(New York, February 10, 2003)
- Afghan warlords who commit future atrocities can now face prosecution by the new International Criminal Court (ICC), Human Rights Watch said today, as Afghanistan deposited its accession to the ICC Treaty at the United Nations. Under ICC provisions, the treaty will take force in Afghanistan on May 1, 2003. After that date, the ICC will have the authority to investigate and prosecute serious war crimes, genocide and crimes against humanity committed on Afghan soil.
"This is a historic day for Afghanistan," said John Sifton, a researcher with Human Rights Watch. "For over two decades, perpetrators of war crimes and crimes against humanity in Afghanistan have enjoyed total impunity. On May 1, that impunity will formally end."
"This is a historic day for Afghanistan. For over two decades, perpetrators of war crimes and crimes against humanity in Afghanistan have enjoyed total impunity. On May 1, that impunity will formally end."
Researcher with Human Rights Watch
Sifton applauded the Afghan government for joining the court: "It was tremendously courageous for the Afghan cabinet to ratify the ICC treaty. It is an important step not only for Afghanistan, but for improving justice worldwide."
Human Rights Watch said that future war crimes and crimes against humanity in Afghanistan were likely to come under the ICC's jurisdiction, in the near future at least, because of the poor state of Afghanistan's justice system. Under the treaty, the ICC can only prosecute such crimes if Afghanistan is unwilling or unable to meaningfully investigate and prosecute on its own.
"Afghanistan's warlords now know that the game has changed," said Sifton. "After May 1, if they resort to systematic torture, rape or murder, they can be called to The Hague."
Sifton said crimes covered by the ICC could also include wartime kidnapping, looting, killing prisoners of war, and shelling civilian villages.
ICC headquarters are located at The Hague in The Netherlands.
Human Rights Watch called on Afghanistan's national authorities and the international community to give the court strong support in coming years to ensure that it is effective in Afghanistan.
"Afghanistan's peace is still fragile and the possibility of future civil conflict is all too real," said Sifton. "The ICC treaty can actually help stabilize the country."

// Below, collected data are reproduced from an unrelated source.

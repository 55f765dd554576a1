//! One live session to one upstream MCP server.

use mattermost_mcp_protocol::{
    CallToolParams, InitializeParams, InitializeResult, JsonRpcNotification, JsonRpcRequest,
    JsonRpcResponse, ListToolsResult, McpError, McpResult, McpTool, ToolCallResult, Transport, METHOD_INITIALIZE,
    METHOD_INITIALIZED, METHOD_TOOLS_CALL, METHOD_TOOLS_LIST,
};
use serde_json::Value;
use std::sync::atomic::{AtomicU64, Ordering};
use std::sync::Arc;
use tracing::{debug, info, warn};

/// Where a connection leads.
#[derive(Debug, Clone, PartialEq, Eq)]
pub enum ConnectionTarget {
    Remote { url: String },
    /// Kept so the session can be reopened after the transport closes.
    Embedded { session_id: String },
}

/// A connected, initialized server and its tool catalog.
pub struct ServerConnection {
    name: String,
    target: ConnectionTarget,
    transport: Arc<dyn Transport>,
    server_info: InitializeResult,
    tools: Vec<McpTool>,
    next_id: AtomicU64,
}

impl ServerConnection {
    /// Run the MCP handshake over `transport` and fetch the tool catalog.
    pub async fn establish(
        name: impl Into<String>,
        target: ConnectionTarget,
        transport: Arc<dyn Transport>,
    ) -> McpResult<Self> {
        let name = name.into();
        let next_id = AtomicU64::new(1);

        let request = JsonRpcRequest::new(
            next_id.fetch_add(1, Ordering::SeqCst),
            METHOD_INITIALIZE,
            Some(serde_json::to_value(InitializeParams::default())?),
        );
        let response = exchange(transport.as_ref(), request).await?;
        if let Some(error) = response.error {
            return Err(McpError::InitializationFailed(error.message));
        }
        let server_info: InitializeResult = serde_json::from_value(
            response
                .result
                .ok_or_else(|| McpError::protocol_error("Missing initialize result"))?,
        )
        .map_err(|e| McpError::protocol_error(e.to_string()))?;

        debug!(
            server = %name,
            protocol_version = %server_info.protocol_version,
            server_name = %server_info.server_info.name,
            "MCP server initialized"
        );

        transport
            .notify(JsonRpcNotification::new(METHOD_INITIALIZED, None))
            .await?;

        let request = JsonRpcRequest::new(next_id.fetch_add(1, Ordering::SeqCst), METHOD_TOOLS_LIST, None);
        let response = exchange(transport.as_ref(), request).await?;
        let tools = match response.error {
            Some(error) => {
                warn!(server = %name, code = error.code, message = %error.message, "Failed to list tools");
                Vec::new()
            }
            None => {
                let listed: ListToolsResult = serde_json::from_value(
                    response
                        .result
                        .ok_or_else(|| McpError::protocol_error("Missing tools/list result"))?,
                )
                .map_err(|e| McpError::protocol_error(e.to_string()))?;
                listed.tools
            }
        };
        info!(server = %name, tool_count = tools.len(), "Connected to MCP server");

        Ok(Self {
            name,
            target,
            transport,
            server_info,
            tools,
            next_id,
        })
    }

    pub fn name(&self) -> &str {
        &self.name
    }

    pub fn target(&self) -> &ConnectionTarget {
        &self.target
    }

    pub fn server_info(&self) -> &InitializeResult {
        &self.server_info
    }

    /// Catalog fetched at connect time.
    pub fn tools(&self) -> &[McpTool] {
        &self.tools
    }

    pub fn has_tool(&self, name: &str) -> bool {
        self.tools.iter().any(|t| t.name == name)
    }

    pub fn transport(&self) -> &Arc<dyn Transport> {
        &self.transport
    }

    pub async fn call_tool(&self, name: &str, arguments: Value) -> McpResult<ToolCallResult> {
        debug!(tool = name, server = %self.name, "Calling MCP tool");
        let params = CallToolParams {
            name: name.to_string(),
            arguments: Some(arguments),
        };
        let request = JsonRpcRequest::new(
            self.next_id.fetch_add(1, Ordering::SeqCst),
            METHOD_TOOLS_CALL,
            Some(serde_json::to_value(&params)?),
        );

        let response = exchange(self.transport.as_ref(), request).await?;
        if let Some(error) = response.error {
            return Err(McpError::Rpc {
                code: error.code,
                message: error.message,
            });
        }
        serde_json::from_value(
            response
                .result
                .ok_or_else(|| McpError::protocol_error("Missing tools/call result"))?,
        )
        .map_err(|e| McpError::protocol_error(e.to_string()))
    }

    pub async fn close(&self) -> McpResult<()> {
        self.transport.close().await
    }
}

/// Send `request` and check that the answer belongs to it.
async fn exchange(transport: &dyn Transport, request: JsonRpcRequest) -> McpResult<JsonRpcResponse> {
    let id = request.id.clone();
    let response = transport.request(request).await?;
    if response.id.is_some() && response.id != id {
        return Err(McpError::protocol_error(format!(
            "response id {:?} does not match request id {:?}",
            response.id, id
        )));
    }
    Ok(response)
}

#[cfg(test)]
mod tests {
    use super::*;
    use mattermost_mcp_test_utils::MockTransport;
    use serde_json::json;

    #[tokio::test]
    async fn test_handshake_fetches_tools_once() {
        let mock = MockTransport::new("alpha").with_tool("search").with_tool("read");
        let conn = ServerConnection::establish(
            "alpha",
            ConnectionTarget::Remote {
                url: "https://alpha.example/mcp".to_string(),
            },
            Arc::new(mock.clone()),
        )
        .await
        .unwrap();

        assert_eq!(conn.tools().len(), 2);
        assert!(conn.has_tool("search"));
        assert_eq!(conn.server_info().server_info.name, "alpha");
        assert_eq!(
            mock.methods(),
            vec!["initialize", "notifications/initialized", "tools/list"]
        );

        let result = conn.call_tool("search", json!({"q": "x"})).await.unwrap();
        assert_eq!(result.text_content(), "search handled by alpha");
        assert_eq!(mock.method_count("tools/list"), 1);
    }

    #[tokio::test]
    async fn test_embedded_target_is_kept() {
        let mock = MockTransport::new("alpha");
        let conn = ServerConnection::establish(
            "alpha",
            ConnectionTarget::Embedded {
                session_id: "s1".to_string(),
            },
            Arc::new(mock),
        )
        .await
        .unwrap();
        assert!(conn.tools().is_empty());
        assert!(matches!(
            conn.target(),
            ConnectionTarget::Embedded { session_id } if session_id == "s1"
        ));
    }

    /// Answers every request with a fixed id.
    struct FixedIdTransport(MockTransport);

    #[async_trait::async_trait]
    impl Transport for FixedIdTransport {
        async fn request(&self, request: JsonRpcRequest) -> McpResult<JsonRpcResponse> {
            let mut response = self.0.request(request).await?;
            response.id = Some(1u64.into());
            Ok(response)
        }

        async fn notify(&self, notification: JsonRpcNotification) -> McpResult<()> {
            self.0.notify(notification).await
        }

        async fn close(&self) -> McpResult<()> {
            self.0.close().await
        }

        fn is_connected(&self) -> bool {
            self.0.is_connected()
        }
    }

    #[tokio::test]
    async fn test_mismatched_response_id_is_rejected() {
        let transport = FixedIdTransport(MockTransport::new("alpha").with_tool("search"));
        let err = ServerConnection::establish(
            "alpha",
            ConnectionTarget::Remote {
                url: "https://alpha.example/mcp".to_string(),
            },
            Arc::new(transport),
        )
        .await
        .err()
        .unwrap();
        assert!(matches!(err, McpError::ProtocolError(_)));
        assert!(err.to_string().contains("does not match request id"));
    }
}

Human Rights Watch noted that the ICC has authority not only over troops committing atrocities, but also over commanders who order or incite them, or fail to stop atrocities from occurring. ICC jurisdiction will apply to Afghan government officials and local military and police commanders, as well as armed insurgent groups, whether they are connected to the government or not.

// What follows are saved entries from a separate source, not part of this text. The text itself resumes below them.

//! User tools.

use super::page_size;
use crate::access::{FieldKind, FieldSpec, ToolArgs};
use crate::context::ToolContext;
use crate::error::{ToolError, ToolResult};
use crate::registry::Tool;
use async_trait::async_trait;
use mattermost_mcp_core::User;
use serde::{Deserialize, Serialize};
use std::fmt::Write as _;

const DEFAULT_USER_RESULTS: u32 = 20;
const MAX_USER_RESULTS: u32 = 100;

fn describe_user(user: &User) -> String {
    let mut line = format!("- @{} ({})", user.username, user.display_name());
    let _ = write!(line, " ID: {}", user.id);
    if !user.email.is_empty() {
        let _ = write!(line, ", email: {}", user.email);
    }
    if !user.position.is_empty() {
        let _ = write!(line, ", position: {}", user.position);
    }
    if user.is_bot {
        line.push_str(" [bot]");
    }
    line
}

#[derive(Debug, Deserialize, Serialize)]
pub struct SearchUsersArgs {
    pub term: String,
    #[serde(default, skip_serializing_if = "Option::is_none")]
    pub limit: Option<u32>,
}

impl ToolArgs for SearchUsersArgs {
    const FIELDS: &'static [FieldSpec] = &[
        FieldSpec::required(
            "term",
            FieldKind::String,
            "Part of a username, full name, nickname or email",
        ),
        FieldSpec::optional(
            "limit",
            FieldKind::Integer,
            "Maximum number of results (default 20, max 100)",
        ),
    ];
}

pub struct SearchUsers;

#[async_trait]
impl Tool for SearchUsers {
    type Args = SearchUsersArgs;

    fn name(&self) -> &'static str {
        "search_users"
    }

    fn description(&self) -> &'static str {
        "Search users by username, name or email."
    }

    async fn run(&self, ctx: &ToolContext, args: SearchUsersArgs) -> ToolResult<String> {
        let term = args.term.trim().trim_start_matches('@');
        if term.is_empty() {
            return Err(ToolError::validation("term must not be empty"));
        }
        let limit = page_size(args.limit, DEFAULT_USER_RESULTS, MAX_USER_RESULTS);

        let users = ctx.client.search_users(term, limit).await?;
        let users: Vec<&User> = users.iter().filter(|u| u.delete_at == 0).collect();
        if users.is_empty() {
            return Ok(format!("No users found matching '{}'.", term));
        }

        let lines: Vec<String> = users.iter().map(|u| describe_user(u)).collect();
        Ok(format!(
            "Found {} users matching '{}':\n{}",
            users.len(),
            term,
            lines.join("\n")
        ))
    }
}

#[derive(Debug, Deserialize, Serialize)]
pub struct GetUserChannelsArgs {
    pub team_id: String,
    #[serde(default, skip_serializing_if = "Option::is_none")]
    pub user_id: Option<String>,
}

impl ToolArgs for GetUserChannelsArgs {
    const FIELDS: &'static [FieldSpec] = &[
        FieldSpec::required("team_id", FieldKind::String, "ID of the team"),
        FieldSpec::optional(
            "user_id",
            FieldKind::String,
            "ID of the user (defaults to the authenticated user)",
        ),
    ];
}

pub struct GetUserChannels;

#[async_trait]
impl Tool for GetUserChannels {
    type Args = GetUserChannelsArgs;

    fn name(&self) -> &'static str {
        "get_user_channels"
    }

    fn description(&self) -> &'static str {
        "List the channels a user belongs to in a team."
    }

    async fn run(&self, ctx: &ToolContext, args: GetUserChannelsArgs) -> ToolResult<String> {
        let user_id = match args.user_id {
            Some(id) => id,
            None => ctx.client.get_me().await?.id,
        };

        let channels = ctx
            .client
            .get_channels_for_user(&user_id, &args.team_id)
            .await?;
        if channels.is_empty() {
            return Ok(format!(
                "User {} has no channels in team {}.",
                user_id, args.team_id
            ));
        }

        let mut out = format!(
            "User {} belongs to {} channels in team {}:",
            user_id,
            channels.len(),
            args.team_id
        );
        for channel in &channels {
            let name = if channel.display_name.is_empty() {
                &channel.name
            } else {
                &channel.display_name
            };
            let _ = write!(
                out,
                "\n- {} (~{}, {}, ID: {})",
                name, channel.name, channel.channel_type, channel.id
            );
        }
        Ok(out)
    }
}

#[cfg(test)]
mod tests {
    use super::*;
    use crate::registry::ToolRegistry;
    use mattermost_mcp_core::AccessMode;
    use mattermost_mcp_test_utils::{fixtures, MockMattermostClient};
    use serde_json::json;
    use std::sync::Arc;

    async fn call(client: &MockMattermostClient, tool: &str, args: serde_json::Value) -> (bool, String) {
        let ctx = ToolContext::new(Arc::new(client.clone()), AccessMode::Remote, reqwest::Client::new());
        let result = ToolRegistry::with_catalog(false)
            .execute(tool, Some(args), &ctx)
            .await;
        (result.is_error, result.text_content())
    }

    #[tokio::test]
    async fn test_search_users() {
        let mut gone = fixtures::user("u3", "alfred");
        gone.delete_at = 1;
        let client = MockMattermostClient::new()
            .with_user(fixtures::user("u1", "alice"))
            .with_user(fixtures::bot("u2", "alert-bot"))
            .with_user(gone)
            .with_user(fixtures::user("u4", "bob"));

        let (is_error, text) = call(&client, "search_users", json!({"term": "@al"})).await;
        assert!(!is_error, "{}", text);
        assert!(text.starts_with("Found 2 users matching 'al'"));
        assert!(text.contains("@alert-bot"));
        assert!(text.contains("[bot]"));
        assert!(!text.contains("alfred"));

        let (_, text) = call(&client, "search_users", json!({"term": "zzz"})).await;
        assert_eq!(text, "No users found matching 'zzz'.");
    }

    #[tokio::test]
    async fn test_user_channels_defaults_to_me() {
        let client = MockMattermostClient::new()
            .with_me(fixtures::user("me", "alice"))
            .with_channel(fixtures::channel("c1", "t1", "town-square"))
            .with_channel(fixtures::channel("c2", "t2", "elsewhere"));

        let (_, text) = call(&client, "get_user_channels", json!({"team_id": "t1"})).await;
        assert!(text.starts_with("User me belongs to 1 channels in team t1"));
        assert!(text.contains("~town-square"));
        assert_eq!(client.call_count("get_me"), 1);

        let (_, text) = call(
            &client,
            "get_user_channels",
            json!({"team_id": "t9", "user_id": "u5"}),
        )
        .await;
        assert_eq!(text, "User u5 has no channels in team t9.");
        assert_eq!(client.call_count("get_me"), 1);
    }
}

"The message to Afghanistan's warlords is clear," said Sifton. "The international community, through the ICC, is watching you, and will bring you to justice if you commit atrocities."
The ICC will not investigate or prosecute past crimes. Human Rights Watch said that it would continue to lobby the Afghan government and the international community, including the United Nations Mission in Afghanistan, to pursue justice for past crimes committed in Afghanistan. There are currently no effective mechanisms in place to address past crimes committed during the two decades of war that followed the Soviet-backed coup in 1978.
Afghanistan's accession to the ICC Treaty brings the total number of states parties to eighty-nine. The states parties met in New York last week and elected the court's eighteen judges, who will be sworn in on March 11. The court's prosecutor will be selected at the end of April.